Isso nos coloca cenários novos. Ganhando Biden, o cenário da política brasileira vai mudar bastante. Como mudou lá atrás, durante o governo militar, quando se elegeu o Carter [Jimmy Carter, presidente dos Estados Unidos de 1977 a 1981, suspendeu apoio e ajuda econômica a ditaduras, inclusive as impostas com a ajuda e inspiração norte-americana, e a países que cometiam abusos dos direitos humanos]. A presença do Carter, que fazia a defesa dos direitos humanos e quando começava a questão ambiental, impactou aqui a evolução da política brasileira. Já tinha começado com o Geisel a “abertura lenta, segura e gradual”, mas teve um impacto positivo, sobretudo na grande mídia, que passou a falar mais em direitos humanos. Acho que isso acontecerá novamente.

ESTADOS UNIDOS E CHINA

No plano global também haverá uma diminuição da agressividade, mas aí é uma coisa mais complexa. Haverá uma distensão maior com a Europa. As relações estavam muito tensas, muito difíceis, muito crispadas. Acho que isso vai mudar. Com Biden, o “soft power” norte-americano, que foi muito abalado nesses anos, voltará a ser exercido.

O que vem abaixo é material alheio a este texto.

use burn::nn::{Linear, LinearConfig, Relu};
use burn::prelude::*;

/// Scalar regressor from preprocessed frame features.
///
/// ```text
/// Input:  [batch, input_dim]   (binarized half-resolution frame)
/// FC1:    input_dim -> hidden, ReLU
/// FC2:    hidden -> 1
/// ```
#[derive(Module, Debug)]
pub struct PerceptionNetwork<B: Backend> {
    fc1: Linear<B>,
    fc2: Linear<B>,
    relu: Relu,
}

#[derive(Config, Debug)]
pub struct PerceptionNetworkConfig {
    pub input_dim: usize,
    #[config(default = 64)]
    pub hidden_dim: usize,
}

impl PerceptionNetworkConfig {
    pub fn init<B: Backend>(&self, device: &B::Device) -> PerceptionNetwork<B> {
        PerceptionNetwork {
            fc1: LinearConfig::new(self.input_dim, self.hidden_dim).init(device),
            fc2: LinearConfig::new(self.hidden_dim, 1).init(device),
            relu: Relu::new(),
        }
    }
}

impl<B: Backend> PerceptionNetwork<B> {
    /// Forward pass: [batch, input_dim] -> [batch, 1].
    pub fn forward(&self, input: Tensor<B, 2>) -> Tensor<B, 2> {
        let x = self.relu.forward(self.fc1.forward(input));
        self.fc2.forward(x)
    }

    /// Number of input features the first layer accepts.
    pub fn input_dim(&self) -> usize {
        self.fc1.weight.val().dims()[0]
    }
}
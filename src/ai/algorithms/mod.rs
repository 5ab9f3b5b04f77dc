mod actor_critic;

pub use actor_critic::{ActorCriticAgent, ActorCriticConfig, PolicyInput};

As disputas com a China continuarão. É muito difícil que uma potência ultrapasse o poder da outra como maior potência econômica no mundo sem que isso tenha um impacto. Mas a maneira de tratar será um pouco distinta e o risco de isso sair do controle, virar uma guerra, um conflito, baixará. Haverá disputas da alta tecnologia, mas é capaz de haver também composições. Há muitas empresas americanas estabelecidas na China que não aprovam essa política agressiva do Trump, esse espírito de cruzada que o Mike Pompeo e outros, como Steve Bannon, introduziram, figuras da extrema direita religiosa. O Mike Pompeo se deu ao desplante de tentar convencer o papa a não renovar um acordo sobre nomeação de bispos na China!

Do ponto de vista da China, por um lado, diminui o risco de um atrito mais grave. Por outro lado, a melhoria do “poder brando” nos Estados Unidos, em termos relativos significaria um certo anteparo, um certo equilíbrio à influência da China na Europa, por exemplo.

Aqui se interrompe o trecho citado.